Tuesday, March 19, 2002 Volume 67, Issue 111


 
 









 
The Iraqi citizenry needs relief

Lema Mousilli

When Americans heard there were a few Palestinians who
celebrated and cheered at the news of the attack on the World
Trade Center, we were outraged beyond belief. We shuddered in
horror and asked ourselves how anyone with a conscience could
act so inhumanely and be so callous.

In sincere confusion, we wondered why they hate us so much.
Perhaps it would be well to remind ourselves that we too
celebrated when Baghdad went up in flames nearly 10 years ago.
We rallied, tied yellow ribbons and turned on our headlights, as our
powerful navy and air force wrecked havoc, horror and death upon
the innocent tolling more than 10,000 civilians killed during the
five-week air campaign alone.

Iraqis who were watching the reaction of Americans must have
looked on dumbfounded.
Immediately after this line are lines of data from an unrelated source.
//! Runtime value types

use serde::{Deserialize, Serialize};
use serde_json::Value as JsonValue;
use std::collections::BTreeMap;
use std::fmt;

use super::ast::ArrowBody;

/// An arrow function value. Closures capture nothing: their body sees the
/// template's single variable table plus their own parameters.
#[derive(Debug, Clone, PartialEq, Serialize, Deserialize)]
pub struct Closure {
    pub params: Vec<String>,
    pub body: ArrowBody,
}

/// Runtime value type
#[derive(Debug, Clone, PartialEq, Serialize, Deserialize, Default)]
#[serde(tag = "t", content = "v")]
pub enum Val {
    #[default]
    Undefined,
    Null,
    Bool(bool),
    Int(i64),
    Num(f64),
    Str(String),
    List(Vec<Val>),
    Obj(BTreeMap<String, Val>),
    Closure(Box<Closure>),
    /// Reference to a declared `function` by name
    Function(String),
    /// A namespace such as `tp.date` or `Math`; members are resolved on access
    Module(String),
}

impl Val {
    /// Check if value is truthy (for conditionals)
    pub fn is_truthy(&self) -> bool {
        match self {
            Val::Undefined | Val::Null => false,
            Val::Bool(b) => *b,
            Val::Int(n) => *n != 0,
            Val::Num(n) => *n != 0.0 && !n.is_nan(),
            Val::Str(s) => !s.is_empty(),
            Val::List(_)
            | Val::Obj(_)
            | Val::Closure(_)
            | Val::Function(_)
            | Val::Module(_) => true,
        }
    }

    pub fn is_nullish(&self) -> bool {
        matches!(self, Val::Undefined | Val::Null)
    }

    pub fn is_numeric(&self) -> bool {
        matches!(self, Val::Int(_) | Val::Num(_))
    }

    /// The `typeof` name of the value
    pub fn type_name(&self) -> &'static str {
        match self {
            Val::Undefined => "undefined",
            Val::Null | Val::List(_) | Val::Obj(_) | Val::Module(_) => "object",
            Val::Bool(_) => "boolean",
            Val::Int(_) | Val::Num(_) => "number",
            Val::Str(_) => "string",
            Val::Closure(_) | Val::Function(_) => "function",
        }
    }

    /// Name used in fault messages (`undefined`, `null`, `a string`, ...)
    pub fn type_name_for_error(&self) -> &'static str {
        match self {
            Val::Undefined => "undefined",
            Val::Null => "null",
            Val::Bool(_) => "a boolean",
            Val::Int(_) | Val::Num(_) => "a number",
            Val::Str(_) => "a string",
            Val::List(_) => "an array",
            Val::Obj(_) => "an object",
            Val::Closure(_) | Val::Function(_) => "a function",
            Val::Module(_) => "a module",
        }
    }

    /// Numeric coercion (`Number(v)`)
    pub fn to_number(&self) -> f64 {
        match self {
            Val::Undefined => f64::NAN,
            Val::Null => 0.0,
            Val::Bool(b) => {
                if *b {
                    1.0
                } else {
                    0.0
                }
            }
            Val::Int(n) => *n as f64,
            Val::Num(n) => *n,
            Val::Str(s) => {
                let trimmed = s.trim();
                if trimmed.is_empty() {
                    0.0
                } else if let Some(hex) = trimmed.strip_prefix("0x") {
                    i64::from_str_radix(hex, 16)
                        .map(|v| v as f64)
                        .unwrap_or(f64::NAN)
                } else {
                    match trimmed {
                        "Infinity" | "+Infinity" => f64::INFINITY,
                        "-Infinity" => f64::NEG_INFINITY,
                        _ => trimmed.parse::<f64>().unwrap_or(f64::NAN),
                    }
                }
            }
            Val::List(items) if items.is_empty() => 0.0,
            Val::List(items) if items.len() == 1 => items[0].to_number(),
            _ => f64::NAN,
        }
    }

    /// Numeric coercion that keeps integers as integers
    pub fn to_numeric(&self) -> Val {
        match self {
            Val::Int(n) => Val::Int(*n),
            other => {
                let n = other.to_number();
                if n.fract() == 0.0 && n.is_finite() && n.abs() < 9.007_199_254_740_992e15 {
                    Val::Int(n as i64)
                } else {
                    Val::Num(n)
                }
            }
        }
    }

    /// Integer index, if the value is a non-negative whole number
    pub fn as_index(&self) -> Option<usize> {
        match self {
            Val::Int(n) if *n >= 0 => Some(*n as usize),
            Val::Num(n) if *n >= 0.0 && n.fract() == 0.0 => Some(*n as usize),
            Val::Str(s) => s.parse::<usize>().ok(),
            _ => None,
        }
    }

    /// String conversion used for output and concatenation
    pub fn to_display_string(&self) -> String {
        match self {
            Val::Undefined => "undefined".to_string(),
            Val::Null => "null".to_string(),
            Val::Bool(b) => b.to_string(),
            Val::Int(n) => n.to_string(),
            Val::Num(n) => format_number(*n),
            Val::Str(s) => s.clone(),
            Val::List(items) => items
                .iter()
                .map(|v| {
                    if v.is_nullish() {
                        String::new()
                    } else {
                        v.to_display_string()
                    }
                })
                .collect::<Vec<_>>()
                .join(","),
            Val::Obj(_) => "[object Object]".to_string(),
            Val::Closure(c) => format!("({}) => {{ ... }}", c.params.join(", ")),
            Val::Function(name) => format!("function {}() {{ ... }}", name),
            Val::Module(path) => format!("[module {}]", path),
        }
    }

    /// Convert to plain JSON (`JSON.stringify`, trace snapshots)
    pub fn to_json(&self) -> JsonValue {
        match self {
            Val::Undefined | Val::Null => JsonValue::Null,
            Val::Bool(b) => JsonValue::Bool(*b),
            Val::Int(n) => JsonValue::from(*n),
            Val::Num(n) => serde_json::Number::from_f64(*n)
                .map(JsonValue::Number)
                .unwrap_or(JsonValue::Null),
            Val::Str(s) => JsonValue::String(s.clone()),
            Val::List(items) => JsonValue::Array(items.iter().map(Val::to_json).collect()),
            Val::Obj(map) => JsonValue::Object(
                map.iter()
                    .filter(|(_, v)| !matches!(v, Val::Undefined))
                    .map(|(k, v)| (k.clone(), v.to_json()))
                    .collect(),
            ),
            Val::Closure(_) | Val::Function(_) | Val::Module(_) => JsonValue::Null,
        }
    }

    /// Convert from plain JSON (frontmatter, `JSON.parse`)
    pub fn from_json(json: &JsonValue) -> Val {
        match json {
            JsonValue::Null => Val::Null,
            JsonValue::Bool(b) => Val::Bool(*b),
            JsonValue::Number(n) => match n.as_i64() {
                Some(i) => Val::Int(i),
                None => Val::Num(n.as_f64().unwrap_or(f64::NAN)),
            },
            JsonValue::String(s) => Val::Str(s.clone()),
            JsonValue::Array(items) => Val::List(items.iter().map(Val::from_json).collect()),
            JsonValue::Object(map) => Val::Obj(
                map.iter()
                    .map(|(k, v)| (k.clone(), Val::from_json(v)))
                    .collect(),
            ),
        }
    }
}

impl fmt::Display for Val {
    fn fmt(&self, f: &mut fmt::Formatter<'_>) -> fmt::Result {
        f.write_str(&self.to_display_string())
    }
}

impl From<&str> for Val {
    fn from(s: &str) -> Self {
        Val::Str(s.to_string())
    }
}

impl From<String> for Val {
    fn from(s: String) -> Self {
        Val::Str(s)
    }
}

impl From<i64> for Val {
    fn from(n: i64) -> Self {
        Val::Int(n)
    }
}

impl From<f64> for Val {
    fn from(n: f64) -> Self {
        Val::Num(n)
    }
}

impl From<bool> for Val {
    fn from(b: bool) -> Self {
        Val::Bool(b)
    }
}

/// Format a float the way script output expects: whole numbers without a
/// fractional part, `Infinity`/`NaN` spelled out.
pub fn format_number(n: f64) -> String {
    if n.is_nan() {
        "NaN".to_string()
    } else if n.is_infinite() {
        if n > 0.0 {
            "Infinity".to_string()
        } else {
            "-Infinity".to_string()
        }
    } else if n.fract() == 0.0 && n.abs() < 1e21 {
        if n == 0.0 {
            "0".to_string()
        } else {
            format!("{}", n as i128)
        }
    } else {
        format!("{}", n)
    }
}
They must have wondered why anyone in
a wealthy, democratic nation, under the protection of a mighty
military force living half a world away, would celebrate the killing of
helpless civilians huddled terrified in their bleak homes while
hundreds of jet fighters dropped bombs on their city for five weeks
of merciless bombing.

Iraq still has not recovered from the 1991 war, during which it was
on the receiving end of the heaviest bombing in world history,
destroying much of the country's civilian infrastructure. Briefly
consider the hundreds of thousands of innocent civilians who died
an agonizing, slow death from disease directly caused by the
destruction of Baghdad's sewage system.

The United States has insisted on maintaining strict sanctions
against Iraq to force compliance with international demands to
dismantle any capability of producing weapons of mass
destruction. However, the blunt of the blow of enforcing strict
sanctions against Iraq has landed squarely on Iraq's citizens.

With as many as 5,000 people, mostly children, dying from
malnutrition and preventable diseases every month as a result of
the ongoing sanctions, the humanitarian crisis has led to worldwide
demands to relax the sanctions even from some of Iraq's historic
enemies, who would presumably be most threatened by an Iraqi
capacity to produce weapons of mass destruction.

The statistics on infant mortality and malnutrition rates since the
Gulf War are staggering and deeply disturbing. An alarming
example is that Iraq had one of the lowest infant mortality rates in
the world 10 years ago and now, as a result of the sanctions, has
one of the highest. Instead of ravaging the country and its
citizenry with air strikes and lethal sanctions, the United States
must begin an effort to formulate an alternative approach to
dealing with Iraq.

Rather than follow the logic of Secretary of State Madeleine
Albright, who told <I>60 Minutes<P> in 1998 that even if
sanctions against Iraq cause the death of half a million Iraqi
children, "the price is worth it," we must find a policy that
alleviates the suffering of the Iraqi people. We must separate, to
the extent that it is possible, policy directed at the regime in Iraq
from policies we formulate to meet the needs of the people of the
country.

In 1998, Dennis Halliday, the coordinator of the UN's oil-for-food
program in Iraq, resigned in protest against continuing sanctions.
He toured many European countries and the United States in a
desperate effort to draw attention to the unjust sanctions.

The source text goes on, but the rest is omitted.